Lessons learned: this effort is as much art as science and some factors you cannot control. Still, it’s definitely worth the effort and I ended up generating 17% of our revenue this way, up from just 5% in 2012. Btw, authorimprints.com is currently ranged #2, #3 and #4 in Google results for the term ebook consulting, #3 for ebook strategy and #23 for createspace publishing (we started at position 164 which is page 17 on Google). I’m still debating how to crack ebook conversion (but perhaps this post will help 😉 )
Sources of AuthorImprints Revenue, 2013
(IBPA represents customers who are members of the Independent Book Publishers Association and PWSD stands for Publishers and Writers of San Diego).
4. 2013 eBook self-publisher survey
My goal with the survey was to reach 1,000 respondents and in retrospect that was aggressive for a first-time survey. But I was later told by those with far more survey experience than me that attracting 307 respondents was outstanding. Judging from the views and downloads on Slideshare it seems like others agree.
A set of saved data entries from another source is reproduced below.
//! Error types for game operations.

use thiserror::Error;

/// Errors that can occur when building a card from raw codes.
#[derive(Debug, Clone, Copy, PartialEq, Eq, Error)]
pub enum CardError {
    /// Suit code outside `1..=4`.
    #[error("invalid suit code {0}")]
    InvalidSuit(u8),
    /// Rank code outside `2..=14`.
    #[error("invalid rank code {0}")]
    InvalidRank(u8),
}

/// Errors that can occur when drawing from the deck.
#[derive(Debug, Clone, Copy, PartialEq, Eq, Error)]
pub enum DeckError {
    /// No cards left in the deck.
    #[error("no cards left in deck")]
    Empty,
}

/// Errors that can occur when a player joins.
#[derive(Debug, Clone, Copy, PartialEq, Eq, Error)]
pub enum JoinError {
    /// The table already holds the configured maximum of players.
    #[error("maximum number of players ({max}) already in game")]
    CapacityExceeded {
        /// Configured player cap.
        max: usize,
    },
    /// The name is not valid UTF-8 text.
    #[error("invalid player name")]
    InvalidName,
}

/// Errors that can occur while running a game.
#[derive(Debug, Clone, Copy, PartialEq, Eq, Error)]
pub enum RunError {
    /// Fewer than two players are registered.
    #[error("not enough players ({registered} registered, 2 required)")]
    NotEnoughPlayers {
        /// Number of registered players.
        registered: usize,
    },
    /// The deck cannot cover a full turn.
    #[error("not enough remaining cards to continue the game ({remaining} left, {needed} needed)")]
    NotEnoughCards {
        /// Cards left in the deck.
        remaining: usize,
        /// Cards one turn requires.
        needed: usize,
    },
    /// The deck ran dry in the middle of a turn.
    #[error(transparent)]
    EmptyDeck(#[from] DeckError),
}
Read it here.
Lessons learned: again, minimize the one-off efforts which means I hope to do this again later this year. But the good news is that conducting it doubled the size of our mailing list and gave me important insights that I plan to implement in 2014.
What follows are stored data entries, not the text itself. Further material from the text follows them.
//! Command-line card game.

use std::ffi::OsString;

use clap::{ArgAction, Parser};
use simplelog::{ColorChoice, ConfigBuilder, LevelFilter, TermLogger, TerminalMode};
use suitscore::{Card, Deck, Game, GameOptions, RunError};

#[derive(Debug, Parser)]
#[command(name = "suitscore", about = "Deal a suit-times-rank card game")]
struct Args {
    /// Player names in seating order
    #[arg(default_values = ["Bob", "Chuck"])]
    players: Vec<OsString>,

    /// Maximum number of players allowed at the table
    #[arg(long, default_value_t = 2)]
    max_players: usize,

    /// Turns per game; every player draws once per turn
    #[arg(long, default_value_t = 3)]
    turns: usize,

    /// Shuffle seed (drawn from the OS when omitted)
    #[arg(long)]
    seed: Option<u64>,

    /// Number of games to play with the same players
    #[arg(long, default_value_t = 1)]
    rounds: usize,

    /// Refill the deck between games instead of playing on from what is left
    #[arg(long)]
    reset_deck: bool,

    /// Print each player's hand, sorted, after every game
    #[arg(long)]
    show_hands: bool,

    /// Log verbosity (-v warnings, -vv outcomes, -vvv every draw)
    #[arg(short, long, action = ArgAction::Count)]
    verbose: u8,
}

fn init_logging(verbose: u8) {
    let level = match verbose {
        0 => LevelFilter::Error,
        1 => LevelFilter::Warn,
        2 => LevelFilter::Info,
        _ => LevelFilter::Debug,
    };
    let config = ConfigBuilder::new()
        .set_location_level(LevelFilter::Off)
        .set_target_level(LevelFilter::Off)
        .set_thread_level(LevelFilter::Off)
        .build();
    if TermLogger::init(level, config, TerminalMode::Stderr, ColorChoice::Auto).is_err() {
        eprintln!("logger already initialized");
    }
}

fn print_events(game: &mut Game) {
    for event in game.take_events() {
        if event.is_diagnostic() {
            eprintln!("{event}");
        } else {
            println!("{event}");
        }
    }
}

fn format_hand(cards: &[Card]) -> String {
    Deck::sort_cards(cards)
        .iter()
        .map(ToString::to_string)
        .collect::<Vec<_>>()
        .join(", ")
}

fn main() {
    let args = Args::parse();
    init_logging(args.verbose);

    let options = GameOptions::default()
        .with_max_players(args.max_players)
        .with_turns(args.turns);
    let mut game = match args.seed {
        Some(seed) => Game::new(options, seed),
        None => Game::from_entropy(options),
    };

    for name in &args.players {
        // Rejections are reported through the transcript.
        let _ = game.add_player(name.as_encoded_bytes());
    }
    print_events(&mut game);

    for round in 1..=args.rounds.max(1) {
        if round > 1 {
            game.new_game(args.reset_deck);
            game.take_events();
            println!();
        }
        if args.rounds > 1 {
            println!("Game {round} ({} cards in deck)", game.cards_remaining());
        }

        let result = game.run_game();
        print_events(&mut game);

        if args.show_hands {
            for player in game.players() {
                println!("{}: {}", player.name(), format_hand(player.hand()));
            }
        }

        match result {
            Ok(_) => {}
            Err(RunError::NotEnoughPlayers { .. }) => break,
            Err(_) if !args.reset_deck => break,
            Err(_) => {}
        }
    }
}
5. More self-publishers are producing print books than I expected
Judging from the growth of our print book design and development business, self-publishers realize they need both a print and electronic edition of their books. We started offering this last year but didn’t market it extensively. After studying the results of our 2013 survey I optimized authorimprints.com for the term createspace publishing and added it to the home page menus. As you see here it is now 20% of our business and growing fast.
Lessons learned: my lucky discovery was that CreateSpace is by far the largest print-on-demand publisher in the US and our decision to focus on this platform is paying off. When it comes to fighting Amazon, don’t cut off your nose to spite your face. Or if you prefer, if you can't beat 'em, join 'em.
2014 plans and outlook
One thing to announce today is that I’ll be scaling back my blogging activity on AuthorImprints to one, maybe two posts per week. It’s just too time consuming. Instead of watching my Alexa ranking so closely I plan to focus on growing our mailing list much larger.
With the time saved from blogging I plan to write a series of 3-4 books that will be published in the first half of the year (one is complete and I'll be announcing it in two weeks). Note that I say series because I’m convinced that this is the best way to build a presence on Amazon.com and to brand yourself. The series is focused on book discovery and how to optimize a book’s presence in the online stores, and the Internet more broadly.
That’s it for today. From all of us here—David, Kerri, Yolanda, Kevin and Sam—thanks for reading and best wishes for the New Year.